On Apr 2, 2017, at 9:50 AM, hu bifeng notifications@github.com wrote:
Thank you! and how to make the data avaliable for you?
— You are receiving this because you commented. Reply to this email directly, view it on GitHub, or mute the thread.
https://www.dropbox.com/s/0v41q45yvn9ahzh/test_gm_data.csv?dl=0 I upload the data to Dropbox, thank you!
It's time series from January 2012 to December 2015 monthly data, there are 11524 individuals, i want to cluster these individuals based on the time dimension.
I can't reproduce it. Can you try the version currently in branch hotfix/twobugs
and confirm if the issue is now resolved?
Loading required package: Matrix
> library(readr)
> elect_data <- read_csv("~/Downloads/test_gm_data.csv")
Parsed with column specification:
cols(
.default = col_double()
)
See spec(...) for full column specifications.
> str(elect_data)
<snip>
> library(largeVis)
Loading required package: Rcpp
> library(magrittr)
> ts_matrix <- elect_data %>% scale() %>% t()

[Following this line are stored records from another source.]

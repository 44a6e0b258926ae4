//! Variable definitions.

use serde::{Deserialize, Serialize};
use std::fmt;
use varcalc_engine::Value;

use crate::validation::ValidationRules;

/// Declared type of a variable, checked on [`set_variable`](crate::VariableEngine::set_variable).
#[derive(Clone, Copy, Debug, PartialEq, Eq, Hash, Serialize, Deserialize)]
#[serde(rename_all = "snake_case")]
pub enum VariableType {
    Number,
    String,
    Boolean,
    /// Timestamp in milliseconds or a date string.
    Date,
    Time,
    Array,
    Object,
    /// Milliseconds between stimulus onset and response.
    ReactionTime,
    /// Timestamp in milliseconds.
    StimulusOnset,
}

impl VariableType {
    /// Whether `value` may be stored in a variable of this type. `null` is
    /// always accepted.
    pub fn accepts(&self, value: &Value) -> bool {
        match (self, value) {
            (_, Value::Null) => true,
            (VariableType::Number, Value::Number(_))
            | (VariableType::ReactionTime, Value::Number(_))
            | (VariableType::StimulusOnset, Value::Number(_)) => true,
            (VariableType::String, Value::String(_)) => true,
            (VariableType::Boolean, Value::Bool(_)) => true,
            (VariableType::Date | VariableType::Time, Value::Number(_) | Value::String(_)) => true,
            (VariableType::Array, Value::Array(_)) => true,
            (VariableType::Object, Value::Object(_)) => true,
            _ => false,
        }
    }

    pub fn as_str(&self) -> &'static str {
        match self {
            VariableType::Number => "number",
            VariableType::String => "string",
            VariableType::Boolean => "boolean",
            VariableType::Date => "date",
            VariableType::Time => "time",
            VariableType::Array => "array",
            VariableType::Object => "object",
            VariableType::ReactionTime => "reaction_time",
            VariableType::StimulusOnset => "stimulus_onset",
        }
    }
}

impl fmt::Display for VariableType {
    fn fmt(&self, f: &mut fmt::Formatter<'_>) -> fmt::Result {
        f.write_str(self.as_str())
    }
}

/// Lifetime of a variable's value, recorded for the host application.
#[derive(Clone, Copy, Debug, Default, PartialEq, Eq, Serialize, Deserialize)]
#[serde(rename_all = "snake_case")]
pub enum VariableScope {
    #[default]
    Global,
    Local,
    Temporary,
}

/// A named value. With a `formula` the value is derived and read-only;
/// without one it is a source set by the host.
#[derive(Clone, Debug, PartialEq, Serialize, Deserialize)]
#[serde(rename_all = "camelCase")]
pub struct Variable {
    pub id: String,
    /// The identifier formulas use to reference this variable.
    pub name: String,
    #[serde(rename = "type")]
    pub var_type: VariableType,
    #[serde(default)]
    pub scope: VariableScope,
    #[serde(default, skip_serializing_if = "Option::is_none")]
    pub default_value: Option<Value>,
    #[serde(default, skip_serializing_if = "Option::is_none")]
    pub formula: Option<String>,
    #[serde(default, skip_serializing_if = "Option::is_none")]
    pub validation: Option<ValidationRules>,
    #[serde(default, skip_serializing_if = "Option::is_none")]
    pub description: Option<String>,
}

impl Variable {
    pub fn new(id: impl Into<String>, name: impl Into<String>, var_type: VariableType) -> Self {
        Variable {
            id: id.into(),
            name: name.into(),
            var_type,
            scope: VariableScope::default(),
            default_value: None,
            formula: None,
            validation: None,
            description: None,
        }
    }

    /// A source variable whose id and name are both `name`.
    pub fn source(name: &str, var_type: VariableType, default_value: impl Into<Value>) -> Self {
        Variable::new(name, name, var_type).with_default(default_value)
    }

    /// A formula variable whose id and name are both `name`.
    pub fn derived(name: &str, var_type: VariableType, formula: &str) -> Self {
        Variable::new(name, name, var_type).with_formula(formula)
    }

    pub fn with_default(mut self, value: impl Into<Value>) -> Self {
        self.default_value = Some(value.into());
        self
    }

    pub fn with_formula(mut self, formula: impl Into<String>) -> Self {
        self.formula = Some(formula.into());
        self
    }

    pub fn with_validation(mut self, rules: ValidationRules) -> Self {
        self.validation = Some(rules);
        self
    }

    pub fn with_scope(mut self, scope: VariableScope) -> Self {
        self.scope = scope;
        self
    }

    pub fn with_description(mut self, description: impl Into<String>) -> Self {
        self.description = Some(description.into());
        self
    }

    /// True when the value is computed from a formula.
    pub fn is_derived(&self) -> bool {
        self.formula.is_some()
    }
}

> visObj <- largeVis(ts_matrix, n_trees = 50, K = 10, verbose = TRUE)
Searching for neighbors.
0% 10 20 30 40 50 60 70 80 90 100%
|----|----|----|----|----|----|----|----|----|----|
**************************************************|
Calculating edge weights...
0% 10 20 30 40 50 60 70 80 90 100%
|----|----|----|----|----|----|----|----|----|----|
**************************************************|
Estimating embeddings.
0% 10 20 30 40 50 60 70 80 90 100%
|----|----|----|----|----|----|----|----|----|----|
**************************************************|
Warning message:
In largeVis(ts_matrix, n_trees = 50, K = 10, verbose = TRUE) :
The Distances between some neighbors are large enough to cause the calculation of p_{j|i} to overflow. Scaling the distance vector.
> plot(t(visObj$coords))
> clusters <- hdbscan(visObj, verbose = TRUE)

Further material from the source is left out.